[Dataset entries]
== Segment start ==

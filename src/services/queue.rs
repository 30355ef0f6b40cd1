// src/services/queue.rs

//! Bounded hand-off of URLs from the coordinator to the fetch workers.

use std::collections::VecDeque;
use std::sync::Mutex;

use tokio::sync::Notify;

/// FIFO work queue with a producer-closed flag.
///
/// The coordinator fills the queue completely, closes it, then starts the
/// workers, so a worker exits exactly when it observes an empty closed
/// queue and shutdown needs no extra signalling.
#[derive(Debug, Default)]
pub struct WorkQueue {
    inner: Mutex<Inner>,
    notify: Notify,
}

#[derive(Debug, Default)]
struct Inner {
    items: VecDeque<String>,
    done: bool,
}

impl WorkQueue {
    pub fn new() -> Self {
        Self::default()
    }

    /// Enqueue one URL. Intended to run before the workers start.
    pub fn push(&self, url: String) {
        self.inner
            .lock()
            .expect("work queue mutex poisoned")
            .items
            .push_back(url);
        self.notify.notify_one();
    }

    /// Mark the producer side as finished and wake every blocked consumer.
    pub fn close(&self) {
        self.inner.lock().expect("work queue mutex poisoned").done = true;
        self.notify.notify_waiters();
    }

    pub fn len(&self) -> usize {
        self.inner
            .lock()
            .expect("work queue mutex poisoned")
            .items
            .len()
    }

    pub fn is_empty(&self) -> bool {
        self.len() == 0
    }

    /// Dequeue the next URL, or `None` once the queue is closed and drained.
    pub async fn pop(&self) -> Option<String> {
        loop {
            let notified = self.notify.notified();
            tokio::pin!(notified);
            // Register before checking so a close() between the check and
            // the await cannot be missed.
            notified.as_mut().enable();
            {
                let mut inner = self.inner.lock().expect("work queue mutex poisoned");
                if let Some(url) = inner.items.pop_front() {
                    return Some(url);
                }
                if inner.done {
                    return None;
                }
            }
            notified.await;
        }
    }
}

#[cfg(test)]
mod tests {
    use super::*;
    use std::sync::Arc;

    #[tokio::test]
    async fn test_fifo_order_then_none_after_close() {
        let queue = WorkQueue::new();
        queue.push("a".into());
        queue.push("b".into());
        queue.close();

        assert_eq!(queue.pop().await.as_deref(), Some("a"));
        assert_eq!(queue.pop().await.as_deref(), Some("b"));
        assert_eq!(queue.pop().await, None);
        assert_eq!(queue.pop().await, None);
    }

    #[tokio::test]
    async fn test_concurrent_consumers_drain_exactly_once() {
        let queue = Arc::new(WorkQueue::new());
        for i in 0..100 {
            queue.push(format!("url-{i}"));
        }
        queue.close();

        let mut handles = Vec::new();
        for _ in 0..8 {
            let queue = Arc::clone(&queue);
            handles.push(tokio::spawn(async move {
                let mut seen = Vec::new();
                while let Some(url) = queue.pop().await {
                    seen.push(url);
                }
                seen
            }));
        }

        let mut all: Vec<String> = Vec::new();
        for handle in handles {
            all.extend(handle.await.unwrap());
        }
        all.sort();
        all.dedup();
        assert_eq!(all.len(), 100);
    }

    #[tokio::test]
    async fn test_blocked_consumer_wakes_on_close() {
        let queue = Arc::new(WorkQueue::new());
        let waiter = {
            let queue = Arc::clone(&queue);
            tokio::spawn(async move { queue.pop().await })
        };

        tokio::task::yield_now().await;
        queue.close();

        let result = tokio::time::timeout(std::time::Duration::from_secs(1), waiter)
            .await
            .expect("consumer did not wake on close")
            .unwrap();
        assert_eq!(result, None);
    }

    #[tokio::test]
    async fn test_blocked_consumer_wakes_on_push() {
        let queue = Arc::new(WorkQueue::new());
        let waiter = {
            let queue = Arc::clone(&queue);
            tokio::spawn(async move { queue.pop().await })
        };

        tokio::task::yield_now().await;
        queue.push("late".into());

        let result = tokio::time::timeout(std::time::Duration::from_secs(1), waiter)
            .await
            .expect("consumer did not wake on push")
            .unwrap();
        assert_eq!(result.as_deref(), Some("late"));
    }
}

== Segment end ==

With nothing omitted, set down all of the records again.

→ WRITTEN SOLUTION:
filename src/services/queue.rs
repository 30355ef0f6b40cd1
// src/services/queue.rs

//! Bounded hand-off of URLs from the coordinator to the fetch workers.

use std::collections::VecDeque;
use std::sync::Mutex;

use tokio::sync::Notify;

/// FIFO work queue with a producer-closed flag.
///
/// The coordinator fills the queue completely, closes it, then starts the
/// workers, so a worker exits exactly when it observes an empty closed
/// queue and shutdown needs no extra signalling.
#[derive(Debug, Default)]
pub struct WorkQueue {
    inner: Mutex<Inner>,
    notify: Notify,
}

#[derive(Debug, Default)]
struct Inner {
    items: VecDeque<String>,
    done: bool,
}

impl WorkQueue {
    pub fn new() -> Self {
        Self::default()
    }

    /// Enqueue one URL. Intended to run before the workers start.
    pub fn push(&self, url: String) {
        self.inner
            .lock()
            .expect("work queue mutex poisoned")
            .items
            .push_back(url);
        self.notify.notify_one();
    }

    /// Mark the producer side as finished and wake every blocked consumer.
    pub fn close(&self) {
        self.inner.lock().expect("work queue mutex poisoned").done = true;
        self.notify.notify_waiters();
    }

    pub fn len(&self) -> usize {
        self.inner
            .lock()
            .expect("work queue mutex poisoned")
            .items
            .len()
    }

    pub fn is_empty(&self) -> bool {
        self.len() == 0
    }

    /// Dequeue the next URL, or `None` once the queue is closed and drained.
    pub async fn pop(&self) -> Option<String> {
        loop {
            let notified = self.notify.notified();
            tokio::pin!(notified);
            // Register before checking so a close() between the check and
            // the await cannot be missed.
            notified.as_mut().enable();
            {
                let mut inner = self.inner.lock().expect("work queue mutex poisoned");
                if let Some(url) = inner.items.pop_front() {
                    return Some(url);
                }
                if inner.done {
                    return None;
                }
            }
            notified.await;
        }
    }
}

#[cfg(test)]
mod tests {
    use super::*;
    use std::sync::Arc;

    #[tokio::test]
    async fn test_fifo_order_then_none_after_close() {
        let queue = WorkQueue::new();
        queue.push("a".into());
        queue.push("b".into());
        queue.close();

        assert_eq!(queue.pop().await.as_deref(), Some("a"));
        assert_eq!(queue.pop().await.as_deref(), Some("b"));
        assert_eq!(queue.pop().await, None);
        assert_eq!(queue.pop().await, None);
    }

    #[tokio::test]
    async fn test_concurrent_consumers_drain_exactly_once() {
        let queue = Arc::new(WorkQueue::new());
        for i in 0..100 {
            queue.push(format!("url-{i}"));
        }
        queue.close();

        let mut handles = Vec::new();
        for _ in 0..8 {
            let queue = Arc::clone(&queue);
            handles.push(tokio::spawn(async move {
                let mut seen = Vec::new();
                while let Some(url) = queue.pop().await {
                    seen.push(url);
                }
                seen
            }));
        }

        let mut all: Vec<String> = Vec::new();
        for handle in handles {
            all.extend(handle.await.unwrap());
        }
        all.sort();
        all.dedup();
        assert_eq!(all.len(), 100);
    }

    #[tokio::test]
    async fn test_blocked_consumer_wakes_on_close() {
        let queue = Arc::new(WorkQueue::new());
        let waiter = {
            let queue = Arc::clone(&queue);
            tokio::spawn(async move { queue.pop().await })
        };

        tokio::task::yield_now().await;
        queue.close();

        let result = tokio::time::timeout(std::time::Duration::from_secs(1), waiter)
            .await
            .expect("consumer did not wake on close")
            .unwrap();
        assert_eq!(result, None);
    }

    #[tokio::test]
    async fn test_blocked_consumer_wakes_on_push() {
        let queue = Arc::new(WorkQueue::new());
        let waiter = {
            let queue = Arc::clone(&queue);
            tokio::spawn(async move { queue.pop().await })
        };

        tokio::task::yield_now().await;
        queue.push("late".into());

        let result = tokio::time::timeout(std::time::Duration::from_secs(1), waiter)
            .await
            .expect("consumer did not wake on push")
            .unwrap();
        assert_eq!(result.as_deref(), Some("late"));
    }
}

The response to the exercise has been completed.